▶ [PROBLEM TO WORK ON]
Below are the records; output them exactly from the first line through the line with "use clap::Parser;", stopping there.
_ _ _ _ _ _ _
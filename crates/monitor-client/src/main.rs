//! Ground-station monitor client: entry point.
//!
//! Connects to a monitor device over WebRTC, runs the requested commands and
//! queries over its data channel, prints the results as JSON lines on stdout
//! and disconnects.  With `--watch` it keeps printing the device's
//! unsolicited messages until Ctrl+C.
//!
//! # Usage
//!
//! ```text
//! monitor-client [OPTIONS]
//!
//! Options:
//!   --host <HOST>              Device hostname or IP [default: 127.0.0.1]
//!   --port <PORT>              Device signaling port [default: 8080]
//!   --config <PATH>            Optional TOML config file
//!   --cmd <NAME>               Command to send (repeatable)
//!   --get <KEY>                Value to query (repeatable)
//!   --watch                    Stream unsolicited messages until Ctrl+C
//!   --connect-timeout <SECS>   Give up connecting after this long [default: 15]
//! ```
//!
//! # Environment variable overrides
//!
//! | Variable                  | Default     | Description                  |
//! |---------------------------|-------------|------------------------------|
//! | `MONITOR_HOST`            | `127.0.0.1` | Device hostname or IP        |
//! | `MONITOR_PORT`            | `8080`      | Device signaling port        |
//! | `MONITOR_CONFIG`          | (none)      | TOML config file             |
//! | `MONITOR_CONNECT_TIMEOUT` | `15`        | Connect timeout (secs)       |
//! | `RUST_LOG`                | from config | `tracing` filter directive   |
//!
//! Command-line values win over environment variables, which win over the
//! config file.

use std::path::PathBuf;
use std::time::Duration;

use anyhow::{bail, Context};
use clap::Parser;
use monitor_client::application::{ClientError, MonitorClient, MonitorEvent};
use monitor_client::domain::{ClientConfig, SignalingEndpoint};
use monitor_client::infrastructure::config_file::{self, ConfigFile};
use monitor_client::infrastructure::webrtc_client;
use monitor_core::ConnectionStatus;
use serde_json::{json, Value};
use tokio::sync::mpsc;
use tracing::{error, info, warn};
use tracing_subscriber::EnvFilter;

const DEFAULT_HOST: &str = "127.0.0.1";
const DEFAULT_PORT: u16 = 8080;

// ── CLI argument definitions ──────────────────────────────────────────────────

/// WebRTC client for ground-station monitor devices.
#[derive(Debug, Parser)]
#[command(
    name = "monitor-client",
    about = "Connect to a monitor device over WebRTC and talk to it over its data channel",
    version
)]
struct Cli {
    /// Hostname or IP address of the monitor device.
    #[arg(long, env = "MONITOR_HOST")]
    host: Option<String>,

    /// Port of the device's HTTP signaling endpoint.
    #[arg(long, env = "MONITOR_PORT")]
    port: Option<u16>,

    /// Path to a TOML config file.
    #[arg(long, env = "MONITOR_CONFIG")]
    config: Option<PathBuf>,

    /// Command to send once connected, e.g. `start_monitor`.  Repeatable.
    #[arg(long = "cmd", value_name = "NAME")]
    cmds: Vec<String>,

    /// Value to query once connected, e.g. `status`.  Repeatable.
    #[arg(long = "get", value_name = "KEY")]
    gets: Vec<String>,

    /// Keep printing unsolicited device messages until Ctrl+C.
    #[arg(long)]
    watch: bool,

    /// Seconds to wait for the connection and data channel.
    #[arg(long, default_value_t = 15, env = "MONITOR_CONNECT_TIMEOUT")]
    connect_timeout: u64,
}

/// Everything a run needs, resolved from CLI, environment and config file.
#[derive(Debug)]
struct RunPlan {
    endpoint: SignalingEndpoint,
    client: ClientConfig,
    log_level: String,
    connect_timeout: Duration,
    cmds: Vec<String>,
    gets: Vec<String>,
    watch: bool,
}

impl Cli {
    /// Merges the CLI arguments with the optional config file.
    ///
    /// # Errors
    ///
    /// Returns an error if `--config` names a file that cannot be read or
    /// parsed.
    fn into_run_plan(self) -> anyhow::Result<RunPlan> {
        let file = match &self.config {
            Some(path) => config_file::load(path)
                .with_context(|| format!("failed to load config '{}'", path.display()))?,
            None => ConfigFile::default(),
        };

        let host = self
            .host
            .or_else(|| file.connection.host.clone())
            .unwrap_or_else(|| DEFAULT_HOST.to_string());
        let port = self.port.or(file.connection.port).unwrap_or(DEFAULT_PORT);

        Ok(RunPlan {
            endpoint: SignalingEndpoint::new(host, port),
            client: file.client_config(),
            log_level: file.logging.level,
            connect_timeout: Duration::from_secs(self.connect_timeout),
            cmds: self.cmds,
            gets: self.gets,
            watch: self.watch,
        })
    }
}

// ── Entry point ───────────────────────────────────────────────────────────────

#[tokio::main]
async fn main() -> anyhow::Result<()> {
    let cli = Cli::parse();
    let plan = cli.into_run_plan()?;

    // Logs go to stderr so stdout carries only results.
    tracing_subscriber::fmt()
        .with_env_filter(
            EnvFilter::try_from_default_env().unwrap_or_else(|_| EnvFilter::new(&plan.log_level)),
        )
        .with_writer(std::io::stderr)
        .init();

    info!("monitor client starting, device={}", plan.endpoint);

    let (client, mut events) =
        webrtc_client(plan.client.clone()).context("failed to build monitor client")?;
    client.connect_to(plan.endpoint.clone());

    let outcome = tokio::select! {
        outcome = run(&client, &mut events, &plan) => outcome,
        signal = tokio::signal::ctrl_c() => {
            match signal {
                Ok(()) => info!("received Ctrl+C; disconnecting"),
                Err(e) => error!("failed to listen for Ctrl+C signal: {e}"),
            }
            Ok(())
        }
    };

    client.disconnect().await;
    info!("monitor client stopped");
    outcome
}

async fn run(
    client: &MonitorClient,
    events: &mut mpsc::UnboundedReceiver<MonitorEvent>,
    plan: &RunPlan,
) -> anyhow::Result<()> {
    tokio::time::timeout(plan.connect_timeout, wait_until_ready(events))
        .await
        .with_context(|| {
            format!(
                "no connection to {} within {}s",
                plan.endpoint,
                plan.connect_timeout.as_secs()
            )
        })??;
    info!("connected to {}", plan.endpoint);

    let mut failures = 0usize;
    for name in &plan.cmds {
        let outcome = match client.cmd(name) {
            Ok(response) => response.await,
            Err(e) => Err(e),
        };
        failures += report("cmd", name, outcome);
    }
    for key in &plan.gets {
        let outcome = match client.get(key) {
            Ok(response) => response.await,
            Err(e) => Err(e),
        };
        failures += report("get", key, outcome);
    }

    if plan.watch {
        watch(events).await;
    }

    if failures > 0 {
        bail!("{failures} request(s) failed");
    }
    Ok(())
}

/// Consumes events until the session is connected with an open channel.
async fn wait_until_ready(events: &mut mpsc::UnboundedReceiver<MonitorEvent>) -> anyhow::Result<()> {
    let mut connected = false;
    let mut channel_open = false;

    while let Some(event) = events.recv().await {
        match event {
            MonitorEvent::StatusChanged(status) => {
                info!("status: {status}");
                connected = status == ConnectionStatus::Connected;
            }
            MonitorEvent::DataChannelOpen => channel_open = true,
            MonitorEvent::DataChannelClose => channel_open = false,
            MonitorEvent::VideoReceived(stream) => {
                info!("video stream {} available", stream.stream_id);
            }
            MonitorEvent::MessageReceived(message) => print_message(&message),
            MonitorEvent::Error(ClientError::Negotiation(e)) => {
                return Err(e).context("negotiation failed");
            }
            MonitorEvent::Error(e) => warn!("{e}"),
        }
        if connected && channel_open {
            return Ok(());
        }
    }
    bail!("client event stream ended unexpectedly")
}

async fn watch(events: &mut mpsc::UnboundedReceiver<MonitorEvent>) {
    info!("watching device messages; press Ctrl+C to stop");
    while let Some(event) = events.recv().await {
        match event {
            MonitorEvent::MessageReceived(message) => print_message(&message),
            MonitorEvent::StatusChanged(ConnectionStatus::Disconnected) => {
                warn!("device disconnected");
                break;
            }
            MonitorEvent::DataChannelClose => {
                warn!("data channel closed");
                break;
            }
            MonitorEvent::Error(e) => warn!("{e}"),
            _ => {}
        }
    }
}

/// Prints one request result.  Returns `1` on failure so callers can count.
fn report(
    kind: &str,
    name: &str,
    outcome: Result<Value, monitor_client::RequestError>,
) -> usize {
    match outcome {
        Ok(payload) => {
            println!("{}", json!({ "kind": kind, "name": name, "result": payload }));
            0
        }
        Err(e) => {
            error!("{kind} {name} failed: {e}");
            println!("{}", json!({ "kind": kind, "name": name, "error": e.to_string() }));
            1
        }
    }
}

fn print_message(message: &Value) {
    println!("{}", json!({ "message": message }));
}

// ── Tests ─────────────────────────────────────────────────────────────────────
_ _ _ _ _ _ _
▶ [RESULT BELOW]
filename crates/monitor-client/src/main.rs
//! Ground-station monitor client: entry point.
//!
//! Connects to a monitor device over WebRTC, runs the requested commands and
//! queries over its data channel, prints the results as JSON lines on stdout
//! and disconnects.  With `--watch` it keeps printing the device's
//! unsolicited messages until Ctrl+C.
//!
//! # Usage
//!
//! ```text
//! monitor-client [OPTIONS]
//!
//! Options:
//!   --host <HOST>              Device hostname or IP [default: 127.0.0.1]
//!   --port <PORT>              Device signaling port [default: 8080]
//!   --config <PATH>            Optional TOML config file
//!   --cmd <NAME>               Command to send (repeatable)
//!   --get <KEY>                Value to query (repeatable)
//!   --watch                    Stream unsolicited messages until Ctrl+C
//!   --connect-timeout <SECS>   Give up connecting after this long [default: 15]
//! ```
//!
//! # Environment variable overrides
//!
//! | Variable                  | Default     | Description                  |
//! |---------------------------|-------------|------------------------------|
//! | `MONITOR_HOST`            | `127.0.0.1` | Device hostname or IP        |
//! | `MONITOR_PORT`            | `8080`      | Device signaling port        |
//! | `MONITOR_CONFIG`          | (none)      | TOML config file             |
//! | `MONITOR_CONNECT_TIMEOUT` | `15`        | Connect timeout (secs)       |
//! | `RUST_LOG`                | from config | `tracing` filter directive   |
//!
//! Command-line values win over environment variables, which win over the
//! config file.

use std::path::PathBuf;
use std::time::Duration;

use anyhow::{bail, Context};
use clap::Parser;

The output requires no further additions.